Khamenei a souligné que les autorités reconnaissent les difficultés économiques. Le président et d'autres responsables travaillent pour résoudre ces problèmes. Il a également mentionné que les commerçants avaient protesté contre la situation économique actuelle, ce qui est tout à fait légitime.
Le mouvement de contestation a commencé à Téhéran, où des commerçants ont fermé leurs boutiques pour protester contre l'hyperinflation et le marasme économique. Cette mobilisation a rapidement gagné des universités et d'autres villes du pays, touchant au moins 25 villes différentes selon un comptage de l'AFP.
Au fil des jours, la grogne s'est élargie pour inclure des revendications politiques. Ces derniers jours, au moins huit personnes ont été tuées, parmi lesquelles des membres des forces de sécurité, selon les bilans officiels. Ces événements tragiques soulignent la gravité de la situation actuelle.
Vendredi, un membre des forces de sécurité a été tué « à l’arme blanche et par balles » lors d'un rassemblement d'émeutiers armés. Cette information a été rapportée par l'agence de presse Mehr, citant un communiqué des Gardiens de la Révolution, l'armée idéologique de la République islamique.
Les autorités et les médias iraniens ne fournissent pas toujours des informations détaillées sur tous les incidents, rendant difficile l'évaluation précise des événements. Cela crée une atmosphère de confusion et d'incertitude autour de la situation.

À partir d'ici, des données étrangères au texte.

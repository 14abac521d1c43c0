//! Transient quiz state persistence: a single overwritten slot so an
//! in-progress question survives an app restart.

use super::models::QuizState;
use crate::storage::{KvStore, Result};

const QUIZ_STATE_KEY: &str = "quiz_state_v1";

pub struct QuizStateStore {
    kv: KvStore,
}

impl QuizStateStore {
    pub fn new(kv: KvStore) -> Self {
        Self { kv }
    }

    /// Overwrite the slot. Failure is logged, never raised.
    pub fn save_state(&self, state: &QuizState) {
        if let Err(e) = self.write(state) {
            log::warn!("Failed to save quiz state: {}", e);
        }
    }

    /// Read the slot. Absent or corrupt state reads as `None`.
    pub fn get_state(&self) -> Option<QuizState> {
        match self.read() {
            Ok(state) => state,
            Err(e) => {
                log::warn!("Failed to load quiz state: {}", e);
                None
            }
        }
    }

    /// Remove the slot entirely.
    pub fn clear_state(&self) {
        if let Err(e) = self.kv.remove(QUIZ_STATE_KEY) {
            log::error!("Failed to clear quiz state: {}", e);
        }
    }

    fn read(&self) -> Result<Option<QuizState>> {
        match self.kv.get(QUIZ_STATE_KEY)? {
            Some(raw) => Ok(Some(serde_json::from_str(&raw)?)),
            None => Ok(None),
        }
    }

    fn write(&self, state: &QuizState) -> Result<()> {
        self.kv.set(QUIZ_STATE_KEY, &serde_json::to_string(state)?)
    }
}
//! Request/response types for the Gemini `generateContent` REST surface.
//!
//! Only the fields this app touches are modeled; everything else the
//! service returns is ignored on deserialization.

use serde::{Deserialize, Serialize};

#[derive(Debug, Clone, Serialize)]
#[serde(rename_all = "camelCase")]
pub struct GenerateContentRequest {
    pub contents: Vec<Content>,
    #[serde(skip_serializing_if = "Option::is_none")]
    pub system_instruction: Option<Content>,
    #[serde(skip_serializing_if = "Option::is_none")]
    pub generation_config: Option<GenerationConfig>,
    #[serde(skip_serializing_if = "Option::is_none")]
    pub tools: Option<Vec<Tool>>,
}

impl GenerateContentRequest {
    /// Plain single-turn text request.
    pub fn from_text(prompt: String) -> Self {
        Self {
            contents: vec![Content::user_text(prompt)],
            system_instruction: None,
            generation_config: None,
            tools: None,
        }
    }
}

/// One conversational turn (or the system instruction, which carries no
/// role).
#[derive(Debug, Clone, Serialize, Deserialize)]
#[serde(rename_all = "camelCase")]
pub struct Content {
    #[serde(default, skip_serializing_if = "Option::is_none")]
    pub role: Option<String>,
    #[serde(default)]
    pub parts: Vec<Part>,
}

impl Content {
    pub fn user_text(text: String) -> Self {
        Self {
            role: Some("user".to_string()),
            parts: vec![Part::text(text)],
        }
    }

    pub fn model_text(text: String) -> Self {
        Self {
            role: Some("model".to_string()),
            parts: vec![Part::text(text)],
        }
    }

    pub fn system(text: &str) -> Self {
        Self {
            role: None,
            parts: vec![Part::text(text.to_string())],
        }
    }
}

#[derive(Debug, Clone, Serialize, Deserialize)]
#[serde(rename_all = "camelCase")]
pub struct Part {
    #[serde(default, skip_serializing_if = "Option::is_none")]
    pub text: Option<String>,
    #[serde(default, skip_serializing_if = "Option::is_none")]
    pub inline_data: Option<InlineData>,
}

impl Part {
    pub fn text(text: String) -> Self {
        Self {
            text: Some(text),
            inline_data: None,
        }
    }

    pub fn inline_data(mime_type: String, data: String) -> Self {
        Self {
            text: None,
            inline_data: Some(InlineData { mime_type, data }),
        }
    }
}

/// Inline image bytes, base64 encoded.
#[derive(Debug, Clone, Serialize, Deserialize)]
#[serde(rename_all = "camelCase")]
pub struct InlineData {
    pub mime_type: String,
    pub data: String,
}

#[derive(Debug, Clone, Serialize)]
#[serde(rename_all = "camelCase")]
pub struct GenerationConfig {
    #[serde(skip_serializing_if = "Option::is_none")]
    pub response_mime_type: Option<String>,
    #[serde(skip_serializing_if = "Option::is_none")]
    pub response_schema: Option<serde_json::Value>,
}

#[derive(Debug, Clone, Serialize)]
#[serde(rename_all = "camelCase")]
pub struct Tool {
    #[serde(skip_serializing_if = "Option::is_none")]
    pub google_search: Option<serde_json::Value>,
}

impl Tool {
    /// Enable web-search grounding.
    pub fn google_search() -> Self {
        Self {
            google_search: Some(serde_json::json!({})),
        }
    }
}

#[derive(Debug, Clone, Deserialize)]
#[serde(rename_all = "camelCase")]
pub struct GenerateContentResponse {
    #[serde(default)]
    pub candidates: Vec<Candidate>,
}

#[derive(Debug, Clone, Deserialize)]
#[serde(rename_all = "camelCase")]
pub struct Candidate {
    #[serde(default)]
    pub content: Option<Content>,
    #[serde(default)]
    pub grounding_metadata: Option<GroundingMetadata>,
}

#[derive(Debug, Clone, Deserialize)]
#[serde(rename_all = "camelCase")]
pub struct GroundingMetadata {
    #[serde(default)]
    pub grounding_chunks: Vec<GroundingChunk>,
}

#[derive(Debug, Clone, Deserialize)]
#[serde(rename_all = "camelCase")]
pub struct GroundingChunk {
    #[serde(default)]
    pub web: Option<WebSource>,
}

#[derive(Debug, Clone, Deserialize)]
#[serde(rename_all = "camelCase")]
pub struct WebSource {
    #[serde(default)]
    pub uri: Option<String>,
}

impl GenerateContentResponse {
    /// Concatenated text of the first candidate, or `None` when the
    /// response carries no usable text.
    pub fn text(&self) -> Option<String> {
        let content = self.candidates.first()?.content.as_ref()?;
        let text: String = content
            .parts
            .iter()
            .filter_map(|part| part.text.as_deref())
            .collect();
        if text.is_empty() {
            None
        } else {
            Some(text)
        }
    }

    /// Web citation URLs from grounding metadata, deduplicated while
    /// preserving first-seen order.
    pub fn unique_source_urls(&self) -> Vec<String> {
        let mut sources: Vec<String> = Vec::new();

        for candidate in &self.candidates {
            let Some(ref metadata) = candidate.grounding_metadata else {
                continue;
            };
            for chunk in &metadata.grounding_chunks {
                if let Some(uri) = chunk.web.as_ref().and_then(|w| w.uri.clone()) {
                    if !sources.contains(&uri) {
                        sources.push(uri);
                    }
                }
            }
        }

        sources
    }
}
//! Shared key-value channel between windows
//!
//! A channel is the only thing windows share: atomic get/set/remove of single
//! entries plus a change stream that reaches every *other* window. There is no
//! transaction or lock primitive; the coordinator is built around that.

pub mod memory;
pub mod sqlite;

use anyhow::Result;
use serde::{Deserialize, Serialize};
use std::fmt;
use std::str::FromStr;
use tokio::sync::broadcast;
use tracing::warn;
use uuid::Uuid;

pub use memory::{MemoryChannel, MemoryWindow};
pub use sqlite::{ChannelEntry, SqliteChannel};

/// Capacity of the per-channel event buffer
pub(crate) const EVENT_CAPACITY: usize = 1024;

/// Identity of one window (tab, process) attached to a channel
#[derive(Debug, Clone, Copy, PartialEq, Eq, Hash, Serialize, Deserialize)]
pub struct WindowId(Uuid);

impl WindowId {
    pub fn new() -> Self {
        Self(Uuid::new_v4())
    }
}

impl Default for WindowId {
    fn default() -> Self {
        Self::new()
    }
}

impl fmt::Display for WindowId {
    fn fmt(&self, f: &mut fmt::Formatter<'_>) -> fmt::Result {
        self.0.fmt(f)
    }
}

impl FromStr for WindowId {
    type Err = uuid::Error;

    fn from_str(s: &str) -> Result<Self, Self::Err> {
        Uuid::parse_str(s).map(Self)
    }
}

/// A change made to one channel entry by some window
#[derive(Debug, Clone, PartialEq, Eq)]
pub struct ChannelEvent {
    pub key: String,

    /// `None` when the entry was removed
    pub new_value: Option<String>,

    /// Window that made the change
    pub origin: WindowId,
}

/// Per-window view of a shared channel
pub trait SharedChannel: Send + Sync {
    /// Window this handle writes as
    fn window_id(&self) -> WindowId;

    fn get(&self, key: &str) -> Result<Option<String>>;

    fn set(&self, key: &str, value: &str) -> Result<()>;

    fn remove(&self, key: &str) -> Result<()>;

    /// Changes made by other windows, from now on
    fn subscribe(&self) -> ChannelSubscription;
}

/// Stream of channel changes with this window's own writes filtered out
pub struct ChannelSubscription {
    window: WindowId,
    rx: broadcast::Receiver<ChannelEvent>,
}

impl ChannelSubscription {
    pub(crate) fn new(window: WindowId, rx: broadcast::Receiver<ChannelEvent>) -> Self {
        Self { window, rx }
    }

    /// Next change from another window; `None` once the channel is gone
    pub async fn recv(&mut self) -> Option<ChannelEvent> {
        loop {
            match self.rx.recv().await {
                Ok(event) if event.origin == self.window => continue,
                Ok(event) => return Some(event),
                Err(broadcast::error::RecvError::Lagged(skipped)) => {
                    warn!(window = %self.window, skipped, "channel subscriber lagged");
                }
                Err(broadcast::error::RecvError::Closed) => return None,
            }
        }
    }

    /// Non-blocking variant of [`recv`](Self::recv)
    pub fn try_recv(&mut self) -> Option<ChannelEvent> {
        loop {
            match self.rx.try_recv() {
                Ok(event) if event.origin == self.window => continue,
                Ok(event) => return Some(event),
                Err(broadcast::error::TryRecvError::Lagged(skipped)) => {
                    warn!(window = %self.window, skipped, "channel subscriber lagged");
                }
                Err(_) => return None,
            }
        }
    }
}

#[cfg(test)]
mod tests {
    use super::*;

    #[test]
    fn window_id_round_trips_through_text() {
        let id = WindowId::new();
        let parsed: WindowId = id.to_string().parse().unwrap();
        assert_eq!(id, parsed);
        assert!("not-a-window".parse::<WindowId>().is_err());
    }

    #[tokio::test]
    async fn subscription_skips_own_events() {
        let (tx, rx) = broadcast::channel(8);
        let me = WindowId::new();
        let other = WindowId::new();
        let mut sub = ChannelSubscription::new(me, rx);

        tx.send(ChannelEvent {
            key: "k".into(),
            new_value: Some("mine".into()),
            origin: me,
        })
        .unwrap();
        tx.send(ChannelEvent {
            key: "k".into(),
            new_value: Some("theirs".into()),
            origin: other,
        })
        .unwrap();

        let event = sub.recv().await.unwrap();
        assert_eq!(event.new_value.as_deref(), Some("theirs"));
        assert_eq!(event.origin, other);
        assert!(sub.try_recv().is_none());
    }
}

Des vidéos de la mobilisation circulent largement sur les réseaux sociaux, mais toutes ne peuvent pas être authentifiées. Cette diffusion d'informations sur les réseaux sociaux joue un rôle clé dans la manière dont la contestation est perçue, tant à l'intérieur qu'à l'extérieur du pays.
La rapidité de la circulation des informations peut influencer les perceptions et les réactions des citoyens, ainsi que des observateurs internationaux. Cela souligne l'importance des médias numériques dans le cadre de cette contestation.
La contestation en Iran, initialement centrée sur des problèmes économiques, a pris une dimension plus large avec des revendications politiques. Les déclarations de l'ayatollah Khamenei montrent une reconnaissance des difficultés, mais aussi une volonté de répression des émeutiers. La situation demeure complexe et évolutive, avec des conséquences potentiellement graves pour la société iranienne.